If the user does not accept the certificate, the FortiGate unit refuses the connection. When the user accepts the certificate, the FortiGate login page is displayed, and the credentials entered by the user are encrypted before they are sent to the FortiGate unit. If the user chooses to install the certificate, the prompt is not displayed again.
- Just before the FortiGate login page is displayed, a second message informs users that the FortiGate certificate distinguished name differs from the original request. This message is displayed because the FortiGate unit redirects the connection (away from the distinguished name recorded in the self-signed certificate) and can be ignored.
Optionally, you can install an X.509 server certificate issued by a certificate authority (CA) on the FortiGate unit. You can then configure the FortiGate unit to identify itself using the server certificate instead of the self-signed certificate.

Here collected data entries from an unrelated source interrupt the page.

use std::collections::HashMap;
use std::sync::atomic::{AtomicBool, Ordering};
use std::sync::Arc;

use tokio::sync::mpsc;
use tracing::{debug, warn};

use crate::coord::core::ProcessId;
use crate::coord::error::CoordError;
use crate::coord::message::Message;

/// Point-to-point delivery to named peers.
///
/// Each link is reliable and ordered while up. `send` is best effort: a send
/// on a down link is reported as `PeerUnreachable` and the message is dropped.
/// Inbound traffic arrives on the receiver paired with the channel at creation.
pub trait PeerChannel: Send + Sync {
    fn send(&self, peer: ProcessId, message: &Message) -> Result<(), CoordError>;

    fn is_reachable(&self, peer: ProcessId) -> bool;
}

/// What a transport hands to the process event loop
#[derive(Debug, Clone, PartialEq, Eq)]
pub enum Inbound {
    /// A fully framed and decoded message, in arrival order
    Message(Message),
    /// The link to this peer closed
    LinkDown(ProcessId),
}

/// In-memory routing table connecting every process of a local cluster
#[derive(Debug)]
pub struct ClusterChannels {
    /// Map from process ID to its inbound queue
    senders: HashMap<ProcessId, mpsc::UnboundedSender<Inbound>>,
    /// Directed link state, (from, to) -> up
    links: HashMap<(ProcessId, ProcessId), Arc<AtomicBool>>,
    /// Liveness per process; a crashed process neither sends nor receives
    alive: HashMap<ProcessId, Arc<AtomicBool>>,
}

impl ClusterChannels {
    /// Creates channels for the given members, all links up
    pub fn new(
        ids: &[ProcessId],
    ) -> (Self, HashMap<ProcessId, mpsc::UnboundedReceiver<Inbound>>) {
        let mut senders = HashMap::new();
        let mut receivers = HashMap::new();
        let mut links = HashMap::new();
        let mut alive = HashMap::new();

        for &id in ids {
            let (sender, receiver) = mpsc::unbounded_channel();
            senders.insert(id, sender);
            receivers.insert(id, receiver);
            alive.insert(id, Arc::new(AtomicBool::new(true)));
            for &other in ids {
                if other != id {
                    links.insert((id, other), Arc::new(AtomicBool::new(true)));
                }
            }
        }

        (
            Self {
                senders,
                links,
                alive,
            },
            receivers,
        )
    }

    /// Gets the list of all process IDs in the cluster
    pub fn all_ids(&self) -> Vec<ProcessId> {
        let mut ids: Vec<ProcessId> = self.senders.keys().copied().collect();
        ids.sort_unstable();
        ids
    }

    /// Channel endpoint used by process `id`
    pub fn endpoint(self: &Arc<Self>, id: ProcessId) -> LocalEndpoint {
        LocalEndpoint {
            id,
            cluster: Arc::clone(self),
        }
    }

    pub fn is_alive(&self, id: ProcessId) -> bool {
        self.alive
            .get(&id)
            .map(|flag| flag.load(Ordering::SeqCst))
            .unwrap_or(false)
    }

    fn link_up(&self, from: ProcessId, to: ProcessId) -> bool {
        self.is_alive(from)
            && self.is_alive(to)
            && self
                .links
                .get(&(from, to))
                .map(|flag| flag.load(Ordering::SeqCst))
                .unwrap_or(false)
    }

    /// Cuts both directions between `a` and `b` and tells both sides
    pub fn disconnect(&self, a: ProcessId, b: ProcessId) {
        for (from, to) in [(a, b), (b, a)] {
            if let Some(flag) = self.links.get(&(from, to)) {
                flag.store(false, Ordering::SeqCst);
            }
            if let Some(sender) = self.senders.get(&from) {
                let _ = sender.send(Inbound::LinkDown(to));
            }
        }
    }

    /// Restores both directions between `a` and `b`
    pub fn reconnect(&self, a: ProcessId, b: ProcessId) {
        for key in [(a, b), (b, a)] {
            if let Some(flag) = self.links.get(&key) {
                flag.store(true, Ordering::SeqCst);
            }
        }
    }

    /// Simulates a process failure: it goes silent and every survivor sees its link drop
    pub fn crash(&self, id: ProcessId) {
        if let Some(flag) = self.alive.get(&id) {
            flag.store(false, Ordering::SeqCst);
        }
        warn!(process_id = id, "Process crashed");
        for (&other, sender) in &self.senders {
            if other != id && self.is_alive(other) {
                let _ = sender.send(Inbound::LinkDown(id));
            }
        }
    }

    /// Delivers `message` from `from` to `to` if the link is up
    pub fn route(&self, from: ProcessId, to: ProcessId, message: Message) -> Result<(), CoordError> {
        if !self.link_up(from, to) {
            return Err(CoordError::PeerUnreachable(to));
        }
        match self.senders.get(&to) {
            Some(sender) => sender
                .send(Inbound::Message(message))
                .map_err(|_| CoordError::PeerUnreachable(to)),
            None => Err(CoordError::PeerUnreachable(to)),
        }
    }
}

/// One process's view of [`ClusterChannels`]
#[derive(Debug, Clone)]
pub struct LocalEndpoint {
    id: ProcessId,
    cluster: Arc<ClusterChannels>,
}

impl PeerChannel for LocalEndpoint {
    fn send(&self, peer: ProcessId, message: &Message) -> Result<(), CoordError> {
        debug!(
            process_id = self.id,
            "Sending {} to {}",
            message.message_type(),
            peer
        );
        self.cluster.route(self.id, peer, message.clone())
    }

    fn is_reachable(&self, peer: ProcessId) -> bool {
        self.cluster.link_up(self.id, peer)
    }
}
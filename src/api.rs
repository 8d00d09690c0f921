//! Wire contract with the Reelay backend: endpoint paths and the JSON
//! shapes each one resolves to. The transport itself lives in the shell.

use serde::{Deserialize, Serialize};
use thiserror::Error;
use url::Url;

use crate::entity::{
    ChatSummary, ConfirmationState, ConversationId, LocalId, Message, MessageId, MessageOrigin,
    StoryReel, UnixTimeMs, UserCard, UserId, UserProfile, VideoId, VideoPost,
};
use crate::engagement::EngagementAction;

#[derive(Debug, Clone, PartialEq, Eq, Error)]
pub enum ApiConfigError {
    #[error("invalid base url: {0}")]
    InvalidUrl(String),
    #[error("unsupported scheme '{0}', only http and https are allowed")]
    UnsupportedScheme(String),
    #[error("base url must have a host")]
    MissingHost,
}

/// Validated once at configuration time; every request path joins onto it.
#[derive(Debug, Clone, PartialEq, Eq)]
pub struct ApiConfig {
    base: Url,
}

impl Default for ApiConfig {
    fn default() -> Self {
        // The compiled-in default is known-valid.
        Self::new(crate::DEFAULT_API_BASE).expect("default base url is valid")
    }
}

impl ApiConfig {
    pub fn new(base: &str) -> Result<Self, ApiConfigError> {
        let mut url = Url::parse(base).map_err(|e| ApiConfigError::InvalidUrl(e.to_string()))?;
        match url.scheme() {
            "http" | "https" => {}
            other => return Err(ApiConfigError::UnsupportedScheme(other.to_string())),
        }
        if url.host_str().is_none() {
            return Err(ApiConfigError::MissingHost);
        }
        // A trailing slash makes the base behave as a directory under join.
        if !url.path().ends_with('/') {
            url.set_path(&format!("{}/", url.path()));
        }
        Ok(Self { base: url })
    }

    #[must_use]
    pub fn base(&self) -> &str {
        self.base.as_str()
    }

    fn join(&self, path: &str) -> String {
        self.base
            .join(path)
            .map_or_else(|_| format!("{}{path}", self.base), |u| u.to_string())
    }

    #[must_use]
    pub fn feed_page(&self, page: u32) -> String {
        self.join(&format!("feed?page={page}"))
    }

    #[must_use]
    pub fn engagement(&self, video_id: &VideoId, action: EngagementAction) -> String {
        self.join(&format!("videos/{video_id}/{}", action.as_str()))
    }

    #[must_use]
    pub fn video_view(&self, video_id: &VideoId) -> String {
        self.join(&format!("videos/{video_id}/view"))
    }

    #[must_use]
    pub fn conversations_page(&self, page: u32) -> String {
        self.join(&format!("conversations?page={page}"))
    }

    #[must_use]
    pub fn conversation_messages(&self, conversation_id: &ConversationId) -> String {
        self.join(&format!("conversations/{conversation_id}/messages"))
    }

    #[must_use]
    pub fn me(&self) -> String {
        self.join("me")
    }

    #[must_use]
    pub fn stories(&self) -> String {
        self.join("stories")
    }

    #[must_use]
    pub fn followers_page(&self, user_id: &UserId, page: u32) -> String {
        self.join(&format!("users/{user_id}/followers?page={page}"))
    }

    #[must_use]
    pub fn following_page(&self, user_id: &UserId, page: u32) -> String {
        self.join(&format!("users/{user_id}/following?page={page}"))
    }
}

// --- Pagination envelope ---

#[derive(Debug, Clone, PartialEq, Eq, Serialize, Deserialize)]
pub struct PageMeta {
    pub current_page: u32,
    pub last_page: u32,
    #[serde(default)]
    pub total: Option<u64>,
}

#[derive(Debug, Clone, Serialize, Deserialize)]
pub struct Paged<T> {
    pub data: Vec<T>,
    pub meta: PageMeta,
}

// --- Feed ---

#[derive(Debug, Clone, Serialize, Deserialize)]
pub struct VideoWire {
    pub id: String,
    pub author_id: String,
    pub author_name: String,
    #[serde(default)]
    pub caption: String,
    pub media_url: String,
    #[serde(default)]
    pub thumbnail_url: Option<String>,
    #[serde(default)]
    pub like_count: u64,
    #[serde(default)]
    pub comment_count: u64,
    #[serde(default)]
    pub is_liked: bool,
    #[serde(default)]
    pub is_saved: bool,
    pub created_at_ms: u64,
}

impl VideoWire {
    #[must_use]
    pub fn into_post(self) -> VideoPost {
        VideoPost {
            id: VideoId::new(self.id),
            author_id: UserId::new(self.author_id),
            author_name: self.author_name,
            caption: self.caption,
            media_url: self.media_url,
            thumbnail_url: self.thumbnail_url,
            like_count: self.like_count,
            comment_count: self.comment_count,
            is_liked: self.is_liked,
            is_saved: self.is_saved,
            created_at: UnixTimeMs(self.created_at_ms),
            confirmation: ConfirmationState::Confirmed,
            is_active_playback: false,
        }
    }
}

/// Authoritative engagement fields an engagement endpoint may return.
#[derive(Debug, Clone, Default, Serialize, Deserialize)]
pub struct EngagementWire {
    #[serde(default)]
    pub like_count: Option<u64>,
    #[serde(default)]
    pub is_liked: Option<bool>,
    #[serde(default)]
    pub is_saved: Option<bool>,
}

// --- Chat ---

#[derive(Debug, Clone, Serialize, Deserialize)]
pub struct MessageWire {
    pub id: String,
    pub conversation_id: String,
    pub sender_id: String,
    pub body: String,
    pub created_at_ms: u64,
    /// Echo of the client reference for messages this device sent.
    #[serde(default)]
    pub client_ref: Option<String>,
}

impl MessageWire {
    #[must_use]
    pub fn into_message(self) -> Message {
        Message {
            id: MessageId::new(self.id),
            local_id: self.client_ref.map(LocalId::new),
            conversation_id: ConversationId::new(self.conversation_id),
            sender_id: UserId::new(self.sender_id),
            body: self.body,
            created_at: UnixTimeMs(self.created_at_ms),
            origin: MessageOrigin::Remote,
            confirmation: ConfirmationState::Confirmed,
        }
    }
}

#[derive(Debug, Clone, Serialize, Deserialize)]
pub struct SendMessageRequest {
    pub body: String,
    /// Round-trips through the server so polls can be de-duplicated against
    /// the optimistic copy even before the send response lands.
    pub client_ref: String,
}

#[derive(Debug, Clone, Serialize, Deserialize)]
pub struct SendMessageWire {
    pub id: String,
    #[serde(default)]
    pub created_at_ms: Option<u64>,
}

#[derive(Debug, Clone, Serialize, Deserialize)]
pub struct ChatSummaryWire {
    pub conversation_id: String,
    pub peer_id: String,
    pub peer_name: String,
    #[serde(default)]
    pub peer_avatar_url: Option<String>,
    #[serde(default)]
    pub last_message_preview: String,
    #[serde(default)]
    pub last_message_at_ms: u64,
    #[serde(default)]
    pub unread_count: u32,
}

impl ChatSummaryWire {
    #[must_use]
    pub fn into_summary(self) -> ChatSummary {
        ChatSummary {
            conversation_id: ConversationId::new(self.conversation_id),
            peer_id: UserId::new(self.peer_id),
            peer_name: self.peer_name,
            peer_avatar_url: self.peer_avatar_url,
            last_message_preview: crate::truncate_preview(
                &self.last_message_preview,
                crate::PREVIEW_LENGTH,
            ),
            last_message_at: UnixTimeMs(self.last_message_at_ms),
            unread_count: self.unread_count,
        }
    }
}

// --- Profile & social graph ---

#[derive(Debug, Clone, Serialize, Deserialize)]
pub struct ProfileWire {
    pub id: String,
    pub username: String,
    #[serde(default)]
    pub display_name: String,
    #[serde(default)]
    pub bio: String,
    #[serde(default)]
    pub avatar_url: Option<String>,
    #[serde(default)]
    pub follower_count: u64,
    #[serde(default)]
    pub following_count: u64,
    #[serde(default)]
    pub video_count: u64,
}

impl ProfileWire {
    #[must_use]
    pub fn into_profile(self) -> UserProfile {
        UserProfile {
            id: UserId::new(self.id),
            username: self.username,
            display_name: self.display_name,
            bio: self.bio,
            avatar_url: self.avatar_url,
            follower_count: self.follower_count,
            following_count: self.following_count,
            video_count: self.video_count,
        }
    }
}

#[derive(Debug, Clone, Serialize, Deserialize)]
pub struct UserCardWire {
    pub id: String,
    pub username: String,
    #[serde(default)]
    pub display_name: String,
    #[serde(default)]
    pub avatar_url: Option<String>,
}

impl UserCardWire {
    #[must_use]
    pub fn into_card(self) -> UserCard {
        UserCard {
            id: UserId::new(self.id),
            username: self.username,
            display_name: self.display_name,
            avatar_url: self.avatar_url,
        }
    }
}

// --- Stories ---

#[derive(Debug, Clone, Serialize, Deserialize)]
pub struct StoryReelWire {
    pub author_id: String,
    pub author_name: String,
    #[serde(default)]
    pub author_avatar_url: Option<String>,
    #[serde(default)]
    pub item_urls: Vec<String>,
    #[serde(default)]
    pub latest_at_ms: u64,
}

impl StoryReelWire {
    #[must_use]
    pub fn into_reel(self) -> StoryReel {
        StoryReel {
            author_id: UserId::new(self.author_id),
            author_name: self.author_name,
            author_avatar_url: self.author_avatar_url,
            item_urls: self.item_urls,
            latest_at: UnixTimeMs(self.latest_at_ms),
            seen: false,
        }
    }
}

#[cfg(test)]
mod tests {
    use super::*;

    #[test]
    fn config_rejects_bad_bases() {
        assert!(matches!(
            ApiConfig::new("not a url"),
            Err(ApiConfigError::InvalidUrl(_))
        ));
        assert!(matches!(
            ApiConfig::new("ftp://files.example.com"),
            Err(ApiConfigError::UnsupportedScheme(_))
        ));
    }

    #[test]
    fn config_normalizes_trailing_slash() {
        let a = ApiConfig::new("https://api.reelay.app/v1").unwrap();
        let b = ApiConfig::new("https://api.reelay.app/v1/").unwrap();
        assert_eq!(a.feed_page(2), b.feed_page(2));
        assert_eq!(a.feed_page(2), "https://api.reelay.app/v1/feed?page=2");
    }

    #[test]
    fn engagement_paths_are_distinct_per_action() {
        let cfg = ApiConfig::new("https://api.reelay.app/v1/").unwrap();
        let id = VideoId::new("v9");
        assert_eq!(
            cfg.engagement(&id, EngagementAction::Like),
            "https://api.reelay.app/v1/videos/v9/like"
        );
        assert_eq!(
            cfg.engagement(&id, EngagementAction::Unlike),
            "https://api.reelay.app/v1/videos/v9/unlike"
        );
        assert_ne!(
            cfg.engagement(&id, EngagementAction::Save),
            cfg.engagement(&id, EngagementAction::Unsave)
        );
    }

    #[test]
    fn chat_paths() {
        let cfg = ApiConfig::new("https://api.reelay.app/v1/").unwrap();
        assert_eq!(
            cfg.conversation_messages(&ConversationId::new("c3")),
            "https://api.reelay.app/v1/conversations/c3/messages"
        );
        assert_eq!(
            cfg.conversations_page(1),
            "https://api.reelay.app/v1/conversations?page=1"
        );
    }

    #[test]
    fn paged_feed_payload_parses() {
        let json = r#"{
            "data": [{
                "id": "v1",
                "author_id": "u1",
                "author_name": "Dana",
                "caption": "sunset",
                "media_url": "https://cdn.reelay.app/v1.mp4",
                "like_count": 12,
                "is_liked": true,
                "created_at_ms": 1700000000000
            }],
            "meta": {"current_page": 1, "last_page": 4, "total": 37}
        }"#;

        let page: Paged<VideoWire> = serde_json::from_str(json).unwrap();
        assert_eq!(page.meta.last_page, 4);
        let post = page.data.into_iter().next().unwrap().into_post();
        assert_eq!(post.id.as_str(), "v1");
        assert!(post.is_liked);
        assert!(!post.is_saved);
        assert!(post.confirmation.is_confirmed());
    }

    #[test]
    fn message_payload_parses_with_and_without_client_ref() {
        let json = r#"[
            {"id": "m1", "conversation_id": "c1", "sender_id": "u2",
             "body": "hey", "created_at_ms": 100},
            {"id": "m2", "conversation_id": "c1", "sender_id": "u1",
             "body": "hi", "created_at_ms": 200, "client_ref": "local-7"}
        ]"#;

        let wires: Vec<MessageWire> = serde_json::from_str(json).unwrap();
        let msgs: Vec<Message> = wires.into_iter().map(MessageWire::into_message).collect();
        assert!(msgs[0].local_id.is_none());
        assert_eq!(msgs[1].local_id.as_ref().map(LocalId::as_str), Some("local-7"));
        assert!(msgs.iter().all(|m| m.origin == MessageOrigin::Remote));
    }

    #[test]
    fn engagement_payload_tolerates_partial_fields() {
        let wire: EngagementWire = serde_json::from_str(r#"{"like_count": 3}"#).unwrap();
        assert_eq!(wire.like_count, Some(3));
        assert_eq!(wire.is_liked, None);

        let empty: EngagementWire = serde_json::from_str("{}").unwrap();
        assert_eq!(empty.like_count, None);
    }

    #[test]
    fn summary_preview_is_truncated() {
        let wire = ChatSummaryWire {
            conversation_id: "c1".into(),
            peer_id: "u2".into(),
            peer_name: "Ira".into(),
            peer_avatar_url: None,
            last_message_preview: "x".repeat(200),
            last_message_at_ms: 5,
            unread_count: 2,
        };
        let summary = wire.into_summary();
        assert!(summary.last_message_preview.chars().count() <= crate::PREVIEW_LENGTH);
    }
}
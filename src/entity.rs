use serde::{Deserialize, Serialize};
use std::fmt;
use uuid::Uuid;

use crate::store::StoreEntity;

// --- Secret wrapper: redacts Debug so tokens never hit logs ---

#[derive(Clone, Serialize, Deserialize, PartialEq, Eq)]
pub struct Secret(String);

impl Secret {
    pub fn new(s: impl Into<String>) -> Self {
        Self(s.into())
    }

    #[must_use]
    pub fn expose(&self) -> &str {
        &self.0
    }
}

impl fmt::Debug for Secret {
    fn fmt(&self, f: &mut fmt::Formatter<'_>) -> fmt::Result {
        f.write_str("[REDACTED]")
    }
}

// --- Typed IDs ---

macro_rules! typed_id {
    ($name:ident) => {
        #[derive(Serialize, Deserialize, Clone, Debug, PartialEq, Eq, Hash)]
        pub struct $name(pub String);

        impl $name {
            pub fn new(s: impl Into<String>) -> Self {
                Self(s.into())
            }

            #[must_use]
            pub fn as_str(&self) -> &str {
                &self.0
            }
        }

        impl fmt::Display for $name {
            fn fmt(&self, f: &mut fmt::Formatter<'_>) -> fmt::Result {
                f.write_str(&self.0)
            }
        }
    };
}

typed_id!(VideoId);
typed_id!(MessageId);
typed_id!(ConversationId);
typed_id!(UserId);
typed_id!(LocalId);
typed_id!(MutationId);

impl LocalId {
    #[must_use]
    pub fn generate() -> Self {
        Self(Uuid::new_v4().to_string())
    }
}

impl MutationId {
    #[must_use]
    pub fn generate() -> Self {
        Self(Uuid::new_v4().to_string())
    }
}

/// Explicit timestamp unit: Unix milliseconds, UTC.
#[derive(Copy, Clone, Debug, Default, PartialEq, Eq, PartialOrd, Ord, Hash, Serialize, Deserialize)]
pub struct UnixTimeMs(pub u64);

impl UnixTimeMs {
    #[must_use]
    pub fn now() -> Self {
        Self(
            std::time::SystemTime::now()
                .duration_since(std::time::UNIX_EPOCH)
                .map(|d| d.as_millis() as u64)
                .unwrap_or_default(),
        )
    }

    #[must_use]
    pub const fn as_millis(self) -> u64 {
        self.0
    }
}

/// Where a locally visible entity stands against the server.
#[derive(Copy, Clone, Debug, Default, PartialEq, Eq, Hash, Serialize, Deserialize)]
#[serde(rename_all = "snake_case")]
pub enum ConfirmationState {
    #[default]
    Pending,
    Confirmed,
    Failed,
}

impl ConfirmationState {
    #[must_use]
    pub const fn is_pending(self) -> bool {
        matches!(self, Self::Pending)
    }

    #[must_use]
    pub const fn is_confirmed(self) -> bool {
        matches!(self, Self::Confirmed)
    }
}

#[derive(Copy, Clone, Debug, PartialEq, Eq, Hash, Serialize, Deserialize)]
#[serde(rename_all = "snake_case")]
pub enum MessageOrigin {
    Local,
    Remote,
}

// --- Video feed entity ---

#[derive(Clone, Debug, PartialEq, Serialize, Deserialize)]
pub struct VideoPost {
    pub id: VideoId,
    pub author_id: UserId,
    pub author_name: String,
    pub caption: String,
    pub media_url: String,
    pub thumbnail_url: Option<String>,
    pub like_count: u64,
    pub comment_count: u64,
    pub is_liked: bool,
    pub is_saved: bool,
    pub created_at: UnixTimeMs,
    pub confirmation: ConfirmationState,
    /// View concern, not server state: at most one post per feed carries this.
    pub is_active_playback: bool,
}

impl StoreEntity for VideoPost {
    fn server_key(&self) -> Option<&str> {
        Some(self.id.as_str())
    }

    fn local_key(&self) -> Option<&str> {
        None
    }

    fn sort_key(&self) -> UnixTimeMs {
        self.created_at
    }

    fn merge_from(&mut self, incoming: Self) {
        let keep_active = self.is_active_playback;
        if incoming.confirmation.is_confirmed() {
            *self = incoming;
        } else {
            // Optimistic overlay: only the engagement fields are client-authored.
            self.like_count = incoming.like_count;
            self.is_liked = incoming.is_liked;
            self.is_saved = incoming.is_saved;
            self.confirmation = incoming.confirmation;
        }
        self.is_active_playback = keep_active;
    }
}

// --- Direct message entity ---

#[derive(Clone, Debug, PartialEq, Serialize, Deserialize)]
pub struct Message {
    /// Server id once confirmed; a client-generated placeholder before that.
    pub id: MessageId,
    /// Tracks an optimistic send across its lifecycle, surviving the id swap.
    pub local_id: Option<LocalId>,
    pub conversation_id: ConversationId,
    pub sender_id: UserId,
    pub body: String,
    /// Server-assigned on confirmation; wall-clock estimate while pending.
    pub created_at: UnixTimeMs,
    pub origin: MessageOrigin,
    pub confirmation: ConfirmationState,
}

impl Message {
    /// A freshly composed outgoing message, rendered before the server answers.
    #[must_use]
    pub fn compose(
        conversation_id: ConversationId,
        sender_id: UserId,
        body: String,
        now: UnixTimeMs,
    ) -> Self {
        let local_id = LocalId::generate();
        Self {
            id: MessageId::new(local_id.as_str()),
            local_id: Some(local_id),
            conversation_id,
            sender_id,
            body,
            created_at: now,
            origin: MessageOrigin::Local,
            confirmation: ConfirmationState::Pending,
        }
    }

    /// Adopt the server identity. Origin stays `Local` so a later poll of the
    /// same message is recognized as already rendered.
    pub fn mark_confirmed(&mut self, server_id: MessageId, created_at: Option<UnixTimeMs>) {
        self.id = server_id;
        if let Some(at) = created_at {
            self.created_at = at;
        }
        self.confirmation = ConfirmationState::Confirmed;
    }
}

impl StoreEntity for Message {
    fn server_key(&self) -> Option<&str> {
        // The id is only a usable merge key once the server has assigned it.
        match (self.confirmation, self.origin) {
            (ConfirmationState::Confirmed, _) | (_, MessageOrigin::Remote) => {
                Some(self.id.as_str())
            }
            _ => None,
        }
    }

    fn local_key(&self) -> Option<&str> {
        self.local_id.as_ref().map(LocalId::as_str)
    }

    fn sort_key(&self) -> UnixTimeMs {
        self.created_at
    }

    fn merge_from(&mut self, incoming: Self) {
        let was_local = self.origin == MessageOrigin::Local;
        let local_id = self.local_id.clone().or_else(|| incoming.local_id.clone());
        if incoming.confirmation.is_confirmed() {
            *self = incoming;
        } else {
            self.body = incoming.body;
            self.confirmation = incoming.confirmation;
        }
        if was_local {
            self.origin = MessageOrigin::Local;
        }
        self.local_id = local_id;
    }
}

// --- Chat list entity ---

#[derive(Clone, Debug, PartialEq, Serialize, Deserialize)]
pub struct ChatSummary {
    pub conversation_id: ConversationId,
    pub peer_id: UserId,
    pub peer_name: String,
    pub peer_avatar_url: Option<String>,
    pub last_message_preview: String,
    pub last_message_at: UnixTimeMs,
    pub unread_count: u32,
}

impl ChatSummary {
    pub fn mark_read(&mut self) {
        self.unread_count = 0;
    }
}

impl StoreEntity for ChatSummary {
    fn server_key(&self) -> Option<&str> {
        Some(self.conversation_id.as_str())
    }

    fn local_key(&self) -> Option<&str> {
        None
    }

    fn sort_key(&self) -> UnixTimeMs {
        self.last_message_at
    }

    fn merge_from(&mut self, incoming: Self) {
        *self = incoming;
    }
}

// --- Social graph entity (follower / following lists) ---

#[derive(Clone, Debug, PartialEq, Eq, Serialize, Deserialize)]
pub struct UserCard {
    pub id: UserId,
    pub username: String,
    pub display_name: String,
    pub avatar_url: Option<String>,
}

impl StoreEntity for UserCard {
    fn server_key(&self) -> Option<&str> {
        Some(self.id.as_str())
    }

    fn local_key(&self) -> Option<&str> {
        None
    }

    fn sort_key(&self) -> UnixTimeMs {
        UnixTimeMs(0)
    }

    fn merge_from(&mut self, incoming: Self) {
        *self = incoming;
    }
}

// --- Profile (cached as a JSON blob between launches) ---

#[derive(Clone, Debug, PartialEq, Serialize, Deserialize)]
pub struct UserProfile {
    pub id: UserId,
    pub username: String,
    pub display_name: String,
    pub bio: String,
    pub avatar_url: Option<String>,
    pub follower_count: u64,
    pub following_count: u64,
    pub video_count: u64,
}

// --- Stories tray ---

#[derive(Clone, Debug, PartialEq, Serialize, Deserialize)]
pub struct StoryReel {
    pub author_id: UserId,
    pub author_name: String,
    pub author_avatar_url: Option<String>,
    pub item_urls: Vec<String>,
    pub latest_at: UnixTimeMs,
    /// Local-only: never synced back to the server.
    pub seen: bool,
}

For more information, see the FortiOS Handbook SSL VPN guide.
After successful certificate authentication, communication between the client browser and the FortiGate unit is encrypted using SSL over the HTTPS link.
There are multiple protocols that are required for handling certificates. These include the Online Certificate Status Protocol (OCSP), Secure Certificate Enrollment Protocol (SCEP), and Server-based Certificate Validation Protocol (SCVP).
Online Certificate Status Protocol
Online Certificate Status Protocol (OCSP) allows the verification of X.509 certificate expiration dates. This is important to prevent hackers from changing the expiry date on an old certificate to a future date.
Normally certificate revocation lists (CRLs) are used, but OCSP is an alternate method available. However a CRL is a public list, and some companies may want to avoid the public exposure of their certificate structure even if it is only invalid certificates.
The OSCP check on the certificate’s revocation status is typically carried out over HTTP with a request-response format. The authority responding can reply with a status of good, revoked, or unknown for the certificate in question.
Secure Certificate Enrollment Protocol
Secure Certificate Enrollment Protocol (SCEP) is an automated method of signing up for certificates. Typically this involves generating a request you send directly to the SCEP service, instead of generating a file request that may or may not be signed locally.
Server–based Certificate Validation Protocol
Server-based Certificate Validation Protocol (SCVP) is used to trace a certificate back to a valid root level certificate. This ensures that each step along the path is valid and trustworthy.